::: RECORDS FOR THIS TASK

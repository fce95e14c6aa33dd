//! Minimal causal language model with an optional LoRA adapter.
//!
//! Next-token logits come from the current token only:
//! `lm_head(tanh(embed(x)))`. With an adapter, `scale * (h A) B` is added to
//! the projection. `B` starts at zero so the adapted model initially equals
//! the base, and the base weights are frozen.

use crate::checkpoint::Persist;
use crate::config::Precision;
use crate::logprobs::CausalLm;
use crate::{Result, RlftError};
use serde::{Deserialize, Serialize};
use std::io;
use std::path::Path;
use tch::nn::Module;
use tch::{nn, Device, Tensor};

pub const CONFIG_FILE: &str = "config.json";
pub const WEIGHTS_FILE: &str = "model.safetensors";
pub const ADAPTER_CONFIG_FILE: &str = "adapter_config.json";
pub const ADAPTER_WEIGHTS_FILE: &str = "adapter_model.safetensors";

/// Trait for models that expose their trainable parameters.
pub trait HasVarStore {
    /// Get mutable reference to the trainable VarStore
    fn var_store_mut(&mut self) -> &mut nn::VarStore;

    /// Get reference to the trainable VarStore
    fn var_store(&self) -> &nn::VarStore;
}

/// Configuration for [`TinyLm`]
#[derive(Clone, Debug, PartialEq, Serialize, Deserialize)]
pub struct TinyLmConfig {
    pub vocab_size: i64,
    pub hidden_size: i64,
    /// Adapter rank. `None` trains every weight.
    pub lora_rank: Option<i64>,
    pub lora_alpha: f64,
}

impl Default for TinyLmConfig {
    fn default() -> Self {
        Self {
            vocab_size: 257,
            hidden_size: 32,
            lora_rank: None,
            lora_alpha: 16.0,
        }
    }
}

impl TinyLmConfig {
    pub fn new(vocab_size: i64, hidden_size: i64) -> Self {
        Self {
            vocab_size,
            hidden_size,
            ..Default::default()
        }
    }

    pub fn with_adapter(mut self, rank: i64, alpha: f64) -> Self {
        self.lora_rank = Some(rank);
        self.lora_alpha = alpha;
        self
    }

    fn validate(&self) -> Result<()> {
        if self.vocab_size <= 0 || self.hidden_size <= 0 {
            return Err(RlftError::Configuration(format!(
                "vocab_size and hidden_size must be positive, got {} and {}",
                self.vocab_size, self.hidden_size
            )));
        }
        if let Some(rank) = self.lora_rank {
            if rank <= 0 {
                return Err(RlftError::Configuration(format!(
                    "lora_rank must be positive, got {}",
                    rank
                )));
            }
        }
        Ok(())
    }
}

struct LoraAdapter {
    vs: nn::VarStore,
    a: Tensor,
    b: Tensor,
    scale: f64,
}

impl LoraAdapter {
    fn new(config: &TinyLmConfig, rank: i64, device: Device) -> Self {
        let vs = nn::VarStore::new(device);
        let (a, b) = {
            let root = vs.root();
            let path = &root / "lm_head";
            let std = 1.0 / (config.hidden_size as f64).sqrt();
            (
                path.randn("lora_a", &[config.hidden_size, rank], 0.0, std),
                path.zeros("lora_b", &[rank, config.vocab_size]),
            )
        };
        Self {
            vs,
            a,
            b,
            scale: config.lora_alpha / rank as f64,
        }
    }

    fn delta(&self, hidden: &Tensor) -> Tensor {
        hidden.matmul(&self.a).matmul(&self.b) * self.scale
    }
}

/// Toy causal LM used by tests and the demo command.
pub struct TinyLm {
    config: TinyLmConfig,
    base_vs: nn::VarStore,
    embed: nn::Embedding,
    lm_head: nn::Linear,
    adapter: Option<LoraAdapter>,
    device: Device,
}

impl TinyLm {
    pub fn new(config: TinyLmConfig, device: Device) -> Result<Self> {
        config.validate()?;

        let mut base_vs = nn::VarStore::new(device);
        let (embed, lm_head) = {
            let root = base_vs.root();
            (
                nn::embedding(
                    &root / "embed_tokens",
                    config.vocab_size,
                    config.hidden_size,
                    Default::default(),
                ),
                nn::linear(
                    &root / "lm_head",
                    config.hidden_size,
                    config.vocab_size,
                    Default::default(),
                ),
            )
        };

        let adapter = config
            .lora_rank
            .map(|rank| LoraAdapter::new(&config, rank, device));
        if adapter.is_some() {
            base_vs.freeze();
        }

        Ok(Self {
            config,
            base_vs,
            embed,
            lm_head,
            adapter,
            device,
        })
    }

    pub fn config(&self) -> &TinyLmConfig {
        &self.config
    }

    /// Cast every parameter to `precision`. [`Precision::Auto`] keeps them.
    pub fn set_precision(&mut self, precision: Precision) {
        if let Some(kind) = precision.kind() {
            self.base_vs.set_kind(kind);
            if let Some(adapter) = self.adapter.as_mut() {
                adapter.vs.set_kind(kind);
            }
            tracing::debug!(?kind, "Cast model parameters");
        }
    }

    /// Load weights previously written by [`Persist::persist`] into `dir`.
    ///
    /// With an adapter only the adapter weights are read.
    pub fn load_weights(&mut self, dir: &Path) -> Result<()> {
        match self.adapter.as_mut() {
            Some(adapter) => adapter.vs.load(dir.join(ADAPTER_WEIGHTS_FILE))?,
            None => self.base_vs.load(dir.join(WEIGHTS_FILE))?,
        }
        Ok(())
    }

    fn hidden(&self, input_ids: &Tensor) -> Tensor {
        self.embed.forward(input_ids).tanh()
    }
}

impl CausalLm for TinyLm {
    fn forward(&self, input_ids: &Tensor) -> Result<Tensor> {
        let hidden = self.hidden(input_ids);
        let logits = self.lm_head.forward(&hidden);
        Ok(match &self.adapter {
            Some(adapter) => logits + adapter.delta(&hidden),
            None => logits,
        })
    }

    fn forward_base(&self, input_ids: &Tensor) -> Result<Tensor> {
        if self.adapter.is_none() {
            return Err(RlftError::Unsupported(
                "TinyLm was built without an adapter".into(),
            ));
        }
        Ok(self.lm_head.forward(&self.hidden(input_ids)))
    }

    fn has_adapter(&self) -> bool {
        self.adapter.is_some()
    }

    fn device(&self) -> Device {
        self.device
    }
}

impl HasVarStore for TinyLm {
    fn var_store_mut(&mut self) -> &mut nn::VarStore {
        match self.adapter.as_mut() {
            Some(adapter) => &mut adapter.vs,
            None => &mut self.base_vs,
        }
    }

    fn var_store(&self) -> &nn::VarStore {
        match &self.adapter {
            Some(adapter) => &adapter.vs,
            None => &self.base_vs,
        }
    }
}

impl Persist for TinyLm {
    fn persist(&self, dir: &Path) -> io::Result<()> {
        match &self.adapter {
            Some(adapter) => {
                let config = serde_json::json!({
                    "peft_type": "LORA",
                    "r": self.config.lora_rank,
                    "lora_alpha": self.config.lora_alpha,
                    "target_modules": ["lm_head"],
                    "base_model": &self.config,
                });
                let file = std::fs::File::create(dir.join(ADAPTER_CONFIG_FILE))?;
                serde_json::to_writer_pretty(file, &config)?;
                adapter
                    .vs
                    .save(dir.join(ADAPTER_WEIGHTS_FILE))
                    .map_err(io::Error::other)
            }
            None => {
                let file = std::fs::File::create(dir.join(CONFIG_FILE))?;
                serde_json::to_writer_pretty(file, &self.config)?;
                self.base_vs
                    .save(dir.join(WEIGHTS_FILE))
                    .map_err(io::Error::other)
            }
        }
    }
}

#[cfg(test)]
mod tests {
    use super::*;
    use tch::Kind;
    use tempfile::tempdir;

    fn ids() -> Tensor {
        Tensor::from_slice(&[1i64, 5, 9, 2, 0, 3]).view([2, 3])
    }

    fn max_diff(a: &Tensor, b: &Tensor) -> f64 {
        (a - b).abs().max().double_value(&[])
    }

    #[test]
    fn test_forward_shape() {
        let model = TinyLm::new(TinyLmConfig::new(11, 8), Device::Cpu).unwrap();
        let logits = model.forward(&ids()).unwrap();
        assert_eq!(logits.size(), vec![2, 3, 11]);
        assert!(!model.has_adapter());
    }

    #[test]
    fn test_forward_base_requires_adapter() {
        let model = TinyLm::new(TinyLmConfig::new(11, 8), Device::Cpu).unwrap();
        assert!(matches!(
            model.forward_base(&ids()),
            Err(RlftError::Unsupported(_))
        ));
    }

    #[test]
    fn test_adapter_starts_equal_to_base() {
        let model = TinyLm::new(TinyLmConfig::new(11, 8).with_adapter(2, 4.0), Device::Cpu).unwrap();
        let adapted = model.forward(&ids()).unwrap();
        let base = model.forward_base(&ids()).unwrap();
        assert_eq!(max_diff(&adapted, &base), 0.0);
    }

    #[test]
    fn test_forward_base_bypasses_trained_adapter() {
        let model = TinyLm::new(TinyLmConfig::new(11, 8).with_adapter(2, 4.0), Device::Cpu).unwrap();
        let before = model.forward_base(&ids()).unwrap();

        let adapter = model.adapter.as_ref().unwrap();
        tch::no_grad(|| {
            let mut b = adapter.b.shallow_clone();
            let _ = b.fill_(0.5);
        });

        let base = model.forward_base(&ids()).unwrap();
        let adapted = model.forward(&ids()).unwrap();
        assert_eq!(max_diff(&before, &base), 0.0);
        assert!(max_diff(&adapted, &base) > 1e-3);
        // Adapter stays active for ordinary calls afterwards.
        assert_eq!(max_diff(&adapted, &model.forward(&ids()).unwrap()), 0.0);
    }

    #[test]
    fn test_only_adapter_is_trainable() {
        let model = TinyLm::new(TinyLmConfig::new(11, 8).with_adapter(2, 4.0), Device::Cpu).unwrap();
        assert_eq!(model.var_store().trainable_variables().len(), 2);
        assert!(model
            .base_vs
            .trainable_variables()
            .iter()
            .all(|t| !t.requires_grad()));

        let full = TinyLm::new(TinyLmConfig::new(11, 8), Device::Cpu).unwrap();
        // Embedding weight, projection weight and bias.
        assert_eq!(full.var_store().trainable_variables().len(), 3);
    }

    #[test]
    fn test_persist_adapter_round_trip() {
        let dir = tempdir().unwrap();
        let config = TinyLmConfig::new(11, 8).with_adapter(2, 4.0);
        let model = TinyLm::new(config.clone(), Device::Cpu).unwrap();
        tch::no_grad(|| {
            let mut b = model.adapter.as_ref().unwrap().b.shallow_clone();
            let _ = b.fill_(0.25);
        });
        model.persist(dir.path()).unwrap();

        assert!(dir.path().join(ADAPTER_CONFIG_FILE).exists());
        assert!(dir.path().join(ADAPTER_WEIGHTS_FILE).exists());
        assert!(!dir.path().join(CONFIG_FILE).exists());

        let written: serde_json::Value = serde_json::from_str(
            &std::fs::read_to_string(dir.path().join(ADAPTER_CONFIG_FILE)).unwrap(),
        )
        .unwrap();
        assert_eq!(written["r"], 2);
        assert_eq!(written["peft_type"], "LORA");

        let mut other = TinyLm::new(config, Device::Cpu).unwrap();
        other.load_weights(dir.path()).unwrap();
        let theirs = other.adapter.as_ref().unwrap();
        let ours = model.adapter.as_ref().unwrap();
        assert_eq!(max_diff(&theirs.a, &ours.a), 0.0);
        assert_eq!(max_diff(&theirs.b, &ours.b), 0.0);
    }

    #[test]
    fn test_persist_full_model() {
        let dir = tempdir().unwrap();
        let model = TinyLm::new(TinyLmConfig::new(11, 8), Device::Cpu).unwrap();
        model.persist(dir.path()).unwrap();

        assert!(dir.path().join(WEIGHTS_FILE).exists());
        let config: TinyLmConfig = serde_json::from_str(
            &std::fs::read_to_string(dir.path().join(CONFIG_FILE)).unwrap(),
        )
        .unwrap();
        assert_eq!(&config, model.config());
    }

    #[test]
    fn test_set_precision() {
        let mut model = TinyLm::new(TinyLmConfig::new(11, 8), Device::Cpu).unwrap();
        model.set_precision(Precision::Float64);
        let logits = model.forward(&ids()).unwrap();
        assert_eq!(logits.kind(), Kind::Double);
    }

    #[test]
    fn test_invalid_config() {
        assert!(TinyLm::new(TinyLmConfig::new(0, 8), Device::Cpu).is_err());
        assert!(TinyLm::new(TinyLmConfig::new(11, 8).with_adapter(0, 1.0), Device::Cpu).is_err());
    }
}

::::::

**WORK TO COMPLETE**
Lines after the one containing "fn var_store_mut(&mut self) -> &mut nn::VarStore;" are not wanted; repeat exactly each line above from the first up to and including it.

**RESULT OF THIS EXERCISE**
repository fce95e14c6aa33dd
//! Minimal causal language model with an optional LoRA adapter.
//!
//! Next-token logits come from the current token only:
//! `lm_head(tanh(embed(x)))`. With an adapter, `scale * (h A) B` is added to
//! the projection. `B` starts at zero so the adapted model initially equals
//! the base, and the base weights are frozen.

use crate::checkpoint::Persist;
use crate::config::Precision;
use crate::logprobs::CausalLm;
use crate::{Result, RlftError};
use serde::{Deserialize, Serialize};
use std::io;
use std::path::Path;
use tch::nn::Module;
use tch::{nn, Device, Tensor};

pub const CONFIG_FILE: &str = "config.json";
pub const WEIGHTS_FILE: &str = "model.safetensors";
pub const ADAPTER_CONFIG_FILE: &str = "adapter_config.json";
pub const ADAPTER_WEIGHTS_FILE: &str = "adapter_model.safetensors";

/// Trait for models that expose their trainable parameters.
pub trait HasVarStore {
    /// Get mutable reference to the trainable VarStore
    fn var_store_mut(&mut self) -> &mut nn::VarStore;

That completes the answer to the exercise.